David Cameron has been trying to persuade northern English voters that he's no 'namby-pamby': with some success, it would seem. Meanwhile, in the US Democratic primary campaign, Barack Obama has been attempting to overcome the perception that he is something of a 'wimp'.

Much of the coverage of the primary campaign has inevitably focused on issues of gender and race - not surprising, given that Clinton and Obama are, respectively, the first serious female and non-white candidates for their party's nomination. But the discussion has tended to be quite simplistic and (dare I say, without turning off those of you whose antennae are trained to pick up the merest hint of academic post-modernism) essentialist: will men vote for a woman, can white voters be persuaded to support an African-American candidate, etc.

Less attention has been paid to the ways in which gender, in particular, has become a key factor in shaping public perceptions of both candidates, regardless of their actual identity. As the gender theorists say, masculinity and femininity are not so much fixed, biological attributes, as clusters of meaning that float around in the cultural atmosphere, and get tangled up with other sets of meanings.

The set of meanings that gender got tangled up with in Pennsylvania was class. So the fuss following Obama's 'bitter' speech, and more trivially his weak performance in the bowling alley, was simultaneously about him being not only elitist and 'out of touch' with the working class, but also somehow not a 'real' man.

Meanwhile Hillary Clinton, who previously had no qualms about capitalising on her femininity by shedding tears in New Hampshire and complaining about the 'big boys' ganging up on her, overhauled her image in Pennsylvania and emerged as a keen hunter and hard drinker. In other words: not only as apparently more working-class than Obama - but also as somehow more masculine. (Incidentally, did the young Ms. Rodham ever dream, when she was working for a radical law firm in the '60s, that one day she'd be running for president - as the redneck candidate?)

We saw something similar happen in 2004, when Karl Rove's campaign to get George Bush re-elected managed to paint John Kerry as effete - once again, a term that has gender as well as class overtones - when contrasted with George W. the good old southern boy. This despite Kerry's war record and Bush's cosseted upbringing. 

And, as the campaign against Kerry showed, this particular cluster of meanings around masculinity and working-classness also contains a racial component. In Kerry's case, it was his French tastes that did for him, enabling Rove and his associates to portray the candidate not only as elitist and wimpish, but also as somehow alien and unAmerican. In the case of the Clinton/GOP attacks on Obama, I think the racial element is more insidious, since attacks on the masculinity of black men have long been part of the toolkit of racism. 

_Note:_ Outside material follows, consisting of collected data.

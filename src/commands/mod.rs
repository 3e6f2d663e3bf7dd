//! Command handlers for the CLI
//!
//! - `auth`     -- login, signup, logout and whoami
//! - `classify` -- gated upload-and-classify of one or more files
//! - `history`  -- browse and prune stored scans
//!
//! Handlers build their collaborators from [`Config`] and talk to the
//! library components; all terminal output lives here.

use std::sync::Arc;

use colored::Colorize;

use crate::config::Config;
use crate::error::{LeafscanError, Result};
use crate::gate::{AccessGate, DenialReason, GateState};
use crate::session::{token_store, HttpAuthClient, SessionManager, User};

pub mod auth;
pub mod classify;
pub mod history;

/// Builds a session manager wired to the configured auth service and token store.
///
/// The keyring backend stores one token per auth base URL. The `file`
/// backend keeps a single token whichever server issued it.
pub fn session_manager(config: &Config) -> Result<SessionManager> {
    let client = HttpAuthClient::new(&config.auth)?;
    let store = token_store::from_config(&config.session, &config.auth.base_url)?;
    SessionManager::new(Arc::new(client), store)
}

/// Runs the access gate and returns the validated user.
///
/// Prints a hint to log in and fails with [`LeafscanError::Unauthenticated`]
/// (or [`LeafscanError::SessionExpired`]) when access is denied.
pub async fn require_user(sessions: &SessionManager) -> Result<User> {
    let mut gate = AccessGate::new();
    match gate.enter(sessions).await {
        GateState::Granted(user) => Ok(user.clone()),
        GateState::Denied(reason) => {
            eprintln!(
                "{} ({}). Run {} first.",
                "Access denied".red(),
                reason,
                "leafscan login --email <EMAIL>".cyan()
            );
            Err(match reason {
                DenialReason::SessionExpired => {
                    LeafscanError::SessionExpired(reason.to_string())
                }
                _ => LeafscanError::Unauthenticated,
            }
            .into())
        }
        GateState::CheckingSession => Err(LeafscanError::Unauthenticated.into()),
    }
}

I wonder why it's become so important for modern political candidates in the US and UK, whether they're biologically male or female, to prove their masculinity to the public? And why, at a time when traditional, working-class masculinity is said to be increasingly redundant, is it such an outdated form of masculine toughness that has to be proven?  Finally, in a period of heightened awareness about gay rights, surely terms such as 'namby-pamby', 'wimp' and 'effete', which disparage public figures by making implicit suggestions about their sexuality, should be well and truly binned?